**Exercise directions**
Take the data below and filter it for lines containing the word "before"; show each line found.
Task input below:
//! Cabinet catalog (`catalog.json`)

use std::path::Path;

use anyhow::{Context, Result};
use cabinet_shared::fs::{MAX_SCHEMA_BYTES, read_text_with_limit, write_creating_dirs};
use serde::{Deserialize, Serialize};
use serde_json::{Map, Value};
use tracing::warn;

use crate::schema::CabinetDimensions;

/// Catalog entry for one generated cabinet class
#[derive(Debug, Clone, PartialEq, Serialize)]
#[serde(rename_all = "camelCase")]
pub struct CatalogEntry {
    pub id: String,
    pub name: String,
    pub class_name: String,
    pub module_path: String,
    pub dimensions: CabinetDimensions,
    pub mounting_type: String,
    pub description: String,
}

impl CatalogEntry {
    pub fn new(class_name: &str, dimensions: CabinetDimensions, mounting_type: &str) -> Self {
        Self {
            id: class_name.to_string(),
            name: format!("Cabinet {}", class_name.replace('_', " ")),
            class_name: class_name.to_string(),
            module_path: format!("../cabinets/{0}/{0}.js", class_name),
            dimensions,
            mounting_type: mounting_type.to_string(),
            description: format!("Cabinet {} mm (generated)", dimensions),
        }
    }
}

/// Entries are kept as raw JSON so hand-written fields survive a rewrite
#[derive(Debug, Default, Serialize, Deserialize)]
pub struct Catalog {
    #[serde(default)]
    pub cabinets: Vec<Value>,
    #[serde(flatten)]
    pub other: Map<String, Value>,
}

impl Catalog {
    /// Load a catalog; a missing file is an empty catalog
    pub fn load(path: &Path) -> Result<Self> {
        if !path.exists() {
            return Ok(Self::default());
        }
        let text = read_text_with_limit(path, MAX_SCHEMA_BYTES)?;
        serde_json::from_str(&text)
            .with_context(|| format!("Failed to parse catalog: {}", path.display()))
    }

    pub fn ids(&self) -> impl Iterator<Item = &str> {
        self.cabinets
            .iter()
            .filter_map(|c| c.get("id").and_then(Value::as_str))
    }

    /// Append `entry`, dropping any entry with the same id first.
    ///
    /// Returns true when an entry was replaced.
    pub fn upsert(&mut self, entry: &CatalogEntry) -> Result<bool> {
        let before = self.cabinets.len();
        self.cabinets
            .retain(|c| c.get("id").and_then(Value::as_str) != Some(entry.id.as_str()));
        let replaced = self.cabinets.len() != before;
        self.cabinets
            .push(serde_json::to_value(entry).context("Failed to serialize catalog entry")?);
        Ok(replaced)
    }

    pub fn save(&self, path: &Path) -> Result<()> {
        let json = serde_json::to_string_pretty(self).context("Failed to serialize catalog")?;
        write_creating_dirs(path, json)
    }
}

/// Add or replace `entry` in the catalog at `path`
pub fn update_catalog(path: &Path, entry: &CatalogEntry) -> Result<()> {
    let mut catalog = Catalog::load(path)?;
    if catalog.upsert(entry)? {
        warn!(
            "Cabinet '{}' already exists in the catalog, replacing it",
            entry.id
        );
    }
    catalog.save(path)
}
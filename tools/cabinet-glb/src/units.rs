//! Quick unit check from the declared accessor bounds

use std::fmt;

use anyhow::Result;
use cabinet_shared::Units;
use gltf_json as json;
use serde::Serialize;

use crate::bounds::Bounds;
use crate::model::declared_bounds;

#[derive(Debug, Clone, Serialize)]
pub struct UnitsReport {
    pub bounds: Bounds,
    pub size: [f32; 3],
    pub average_extent: f32,
    pub units: Units,
    /// Size converted to millimetres
    pub size_mm: [f32; 3],
}

/// Union every POSITION accessor's `min`/`max` and guess the unit
pub fn check_units(root: &json::Root) -> Result<UnitsReport> {
    let Some(bounds) = declared_bounds(root) else {
        anyhow::bail!("No POSITION accessor declares min/max");
    };

    let size = bounds.size();
    let average_extent = (size.x + size.y + size.z) / 3.0;
    let units = Units::from_average_extent(average_extent);

    Ok(UnitsReport {
        bounds,
        size: size.to_array(),
        average_extent,
        units,
        size_mm: (size * units.to_mm_factor()).to_array(),
    })
}

impl fmt::Display for UnitsReport {
    fn fmt(&self, f: &mut fmt::Formatter<'_>) -> fmt::Result {
        let (min, max) = (self.bounds.min, self.bounds.max);
        let [x, y, z] = self.size;
        writeln!(f, "Min: [{:.4}, {:.4}, {:.4}]", min.x, min.y, min.z)?;
        writeln!(f, "Max: [{:.4}, {:.4}, {:.4}]", max.x, max.y, max.z)?;
        writeln!(f, "\nSize:")?;
        writeln!(f, "  X (width):  {x:.4}")?;
        writeln!(f, "  Y (height): {y:.4}")?;
        writeln!(f, "  Z (depth):  {z:.4}")?;

        match self.units {
            Units::Meters => {
                let [mx, my, mz] = self.size_mm;
                writeln!(f, "\nUnits: meters (average extent {:.3} m)", self.average_extent)?;
                writeln!(f, "  In millimetres: {mx:.1} x {my:.1} x {mz:.1} mm")
            }
            units => writeln!(
                f,
                "\nUnits: {units} (average extent {:.1} mm)",
                self.average_extent
            ),
        }
    }
}
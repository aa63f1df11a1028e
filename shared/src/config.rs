//! `cabinet-tools.toml` parsing
//!
//! Every section is optional; a missing file means "use the defaults".
//!
//! ```toml
//! [adjust]
//! target_width = 600.0
//! target_height = 700.0
//! target_depth = 500.0
//! scale_mode = "meters-to-mm"
//! center_xz = true
//! floor_y = true
//!
//! [flatten]
//! keep = ["BODY", "DOOR"]
//!
//! [generator]
//! output_dir = "public/js/cabinets"
//! ```

use anyhow::{Context, Result};
use serde::{Deserialize, Serialize};
use std::fmt;
use std::path::Path;
use std::str::FromStr;

use crate::units::Dimensions;

/// Config file looked up in the working directory when `--config` is absent
pub const DEFAULT_CONFIG_FILE: &str = "cabinet-tools.toml";

/// Top-level configuration shared by `cabinet-glb` and `cabinet-gen`
#[derive(Debug, Clone, Default, Deserialize)]
pub struct ToolsConfig {
    #[serde(default)]
    pub adjust: AdjustConfig,
    #[serde(default)]
    pub flatten: FlattenConfig,
    #[serde(default)]
    pub measure: MeasureConfig,
    #[serde(default)]
    pub generator: GeneratorConfig,
}

impl ToolsConfig {
    /// Load configuration.
    ///
    /// An explicit path must exist. Without one, [`DEFAULT_CONFIG_FILE`] is
    /// used when present and the built-in defaults otherwise.
    pub fn load(path: Option<&Path>) -> Result<Self> {
        match path {
            Some(path) => Self::from_file(path),
            None => {
                let default_path = Path::new(DEFAULT_CONFIG_FILE);
                if default_path.is_file() {
                    Self::from_file(default_path)
                } else {
                    tracing::debug!("No {} found, using defaults", DEFAULT_CONFIG_FILE);
                    Ok(Self::default())
                }
            }
        }
    }

    fn from_file(path: &Path) -> Result<Self> {
        let content = std::fs::read_to_string(path)
            .with_context(|| format!("Failed to read config: {}", path.display()))?;
        let config: ToolsConfig = toml::from_str(&content)
            .with_context(|| format!("Failed to parse config: {}", path.display()))?;
        tracing::debug!("Loaded config from {}", path.display());
        Ok(config)
    }
}

/// How `adjust` scales vertex positions
#[derive(Debug, Clone, Copy, PartialEq, Eq, Default, Serialize, Deserialize)]
#[serde(rename_all = "kebab-case")]
pub enum ScaleMode {
    /// Multiply by 1000
    #[default]
    MetersToMm,
    /// Multiply by 10
    CmToMm,
    /// Uniform scale so the model fits inside the target box
    Fit,
    /// Per-axis scale to exactly the target box
    Stretch,
    /// Keep the current size (only re-centre)
    None,
}

impl ScaleMode {
    pub const ALL: [ScaleMode; 5] = [
        ScaleMode::MetersToMm,
        ScaleMode::CmToMm,
        ScaleMode::Fit,
        ScaleMode::Stretch,
        ScaleMode::None,
    ];

    pub fn as_str(self) -> &'static str {
        match self {
            ScaleMode::MetersToMm => "meters-to-mm",
            ScaleMode::CmToMm => "cm-to-mm",
            ScaleMode::Fit => "fit",
            ScaleMode::Stretch => "stretch",
            ScaleMode::None => "none",
        }
    }
}

impl fmt::Display for ScaleMode {
    fn fmt(&self, f: &mut fmt::Formatter<'_>) -> fmt::Result {
        f.write_str(self.as_str())
    }
}

impl FromStr for ScaleMode {
    type Err = String;

    fn from_str(s: &str) -> Result<Self, Self::Err> {
        let normalized = s.trim().to_ascii_lowercase().replace('_', "-");
        ScaleMode::ALL
            .into_iter()
            .find(|mode| mode.as_str() == normalized)
            .ok_or_else(|| {
                let valid: Vec<&str> = ScaleMode::ALL.iter().map(|m| m.as_str()).collect();
                format!("unknown scale mode '{}' (expected {})", s, valid.join(" | "))
            })
    }
}

/// `[adjust]` section
#[derive(Debug, Clone, Deserialize)]
#[serde(default)]
pub struct AdjustConfig {
    pub target_width: f32,
    pub target_height: f32,
    pub target_depth: f32,
    pub scale_mode: ScaleMode,
    /// Move the bounding box centre to X = 0, Z = 0
    pub center_xz: bool,
    /// Move the lowest vertex to Y = 0
    pub floor_y: bool,
    /// Allowed deviation from the target size in `fit` mode (mm)
    pub tolerance_mm: f32,
}

impl AdjustConfig {
    pub fn target(&self) -> Dimensions {
        Dimensions::new(self.target_width, self.target_height, self.target_depth)
    }
}

impl Default for AdjustConfig {
    fn default() -> Self {
        Self {
            target_width: 600.0,
            target_height: 700.0,
            target_depth: 500.0,
            scale_mode: ScaleMode::default(),
            center_xz: true,
            floor_y: true,
            tolerance_mm: 5.0,
        }
    }
}

/// `[flatten]` section
#[derive(Debug, Clone, Deserialize)]
#[serde(default)]
pub struct FlattenConfig {
    /// Node names lifted to the top level; everything else is dropped
    pub keep: Vec<String>,
}

impl Default for FlattenConfig {
    fn default() -> Self {
        let keep = [
            "BODY",
            "DOOR",
            "INSULATION",
            "INSULATION_FRAME",
            "PANEL.003",
            "DIN_RAIL_40.001",
            "DIN_RAIL_40.002",
            "DIN_RAIL_40.003",
        ];
        Self {
            keep: keep.iter().map(|s| s.to_string()).collect(),
        }
    }
}

/// `[measure]` section
#[derive(Debug, Clone, Deserialize)]
#[serde(default)]
pub struct MeasureConfig {
    pub expected_width: f32,
    pub expected_height: f32,
    pub expected_depth: f32,
}

impl MeasureConfig {
    pub fn expected(&self) -> Dimensions {
        Dimensions::new(
            self.expected_width,
            self.expected_height,
            self.expected_depth,
        )
    }
}

impl Default for MeasureConfig {
    fn default() -> Self {
        Self {
            expected_width: 700.0,
            expected_height: 500.0,
            expected_depth: 240.0,
        }
    }
}

/// `[generator]` section
#[derive(Debug, Clone, Deserialize)]
#[serde(default)]
pub struct GeneratorConfig {
    /// Default `basePath` of the generated `assemble()` method
    pub models_base_path: String,
    /// Directory (relative to the project root) receiving `<Class>/<Class>.js`
    pub output_dir: String,
    /// Catalog file relative to the project root
    pub catalog: String,
    /// Scale applied to every loaded component (FreeCAD mm → scene metres)
    pub component_scale: f64,
    /// `mountingType` written to catalog entries
    pub mounting_type: String,
}

impl Default for GeneratorConfig {
    fn default() -> Self {
        Self {
            models_base_path: "./assets/models/freecad".to_string(),
            output_dir: "public/js/cabinets".to_string(),
            catalog: "public/assets/models/cabinets/catalog.json".to_string(),
            component_scale: 0.001,
            mounting_type: "din_rail".to_string(),
        }
    }
}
End of Task input.
**Exercise solution**
        let before = self.cabinets.len();
        let replaced = self.cabinets.len() != before;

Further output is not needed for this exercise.